SEC Extends ADV and PF Filing Deadlines and Eases Requirements for Advisers Impacted by COVID-19


On March 25 the SEC announced that it is extending required filing and delivery deadlines for investment advisers whose ability to make timely filings has been affected by the coronavirus. The Commission also eased the disclosure requirements for advisers relying on this extension.

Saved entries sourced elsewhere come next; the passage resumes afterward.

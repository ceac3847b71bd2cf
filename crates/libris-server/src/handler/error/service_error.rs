//! Service error to HTTP error conversion.

use super::http_error::{Error as HttpError, ErrorKind};
use crate::{Error as ServiceError, ErrorKind as ServiceErrorKind};

const TRACING_TARGET: &str = "libris_server::handler::service";

impl From<ServiceError> for HttpError<'static> {
    fn from(error: ServiceError) -> Self {
        match error.kind() {
            ServiceErrorKind::External => {
                tracing::warn!(
                    target: TRACING_TARGET,
                    error = %error,
                    "external service failed"
                );
            }
            ServiceErrorKind::Config | ServiceErrorKind::Auth | ServiceErrorKind::Internal => {
                tracing::error!(
                    target: TRACING_TARGET,
                    error = %error,
                    error_kind = %error.kind(),
                    "service operation failed"
                );
            }
        }

        ErrorKind::InternalServerError.with_context(error.message().to_owned())
    }
}

#[cfg(test)]
mod tests {
    use super::*;

    #[test]
    fn service_errors_are_internal() {
        let error = HttpError::from(ServiceError::auth("token signing failed"));
        assert_eq!(error.kind(), ErrorKind::InternalServerError);
        assert_eq!(error.context(), Some("token signing failed"));
        assert_eq!(error.message(), None);
    }
}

Investment advisers are not required to meet filing deadlines for Forms ADV and PF if they meet the following conditions:

  • The registered investment adviser or exempt reporting adviser is unable to meet a filing deadline or delivery requirement due to circumstances related to current or potential effects of COVID-19;
  • The investment adviser relying on this Order with respect to the filing of Form ADV or delivery of its brochure, summary of material changes, or brochure supplement required by Rule 204-3(b)(2) or (b)(4), promptly notifies the Commission staff via email at IARDLive@sec.gov and discloses on its public website (or if it does not have a public website, promptly notifies its clients and/or private fund investors) that it is relying on this Order.
  • Any investment adviser relying on this order with respect to filing Form PF required by Rule 204(b)-1 must promptly notify the Commission staff via email at FormPF@sec.gov stating that it is relying on this Order.
  • The investment adviser files the Form ADV or Form PF, as applicable, and delivers the brochure (or summary of material changes) and brochure supplement required by Rule 204-3(b)(2) and (b)(4) under the Advisers Act, as soon as practicable, but not later than 45 days after the original due date for filing or delivery, as applicable.

This order is in effect through June 30, 2020.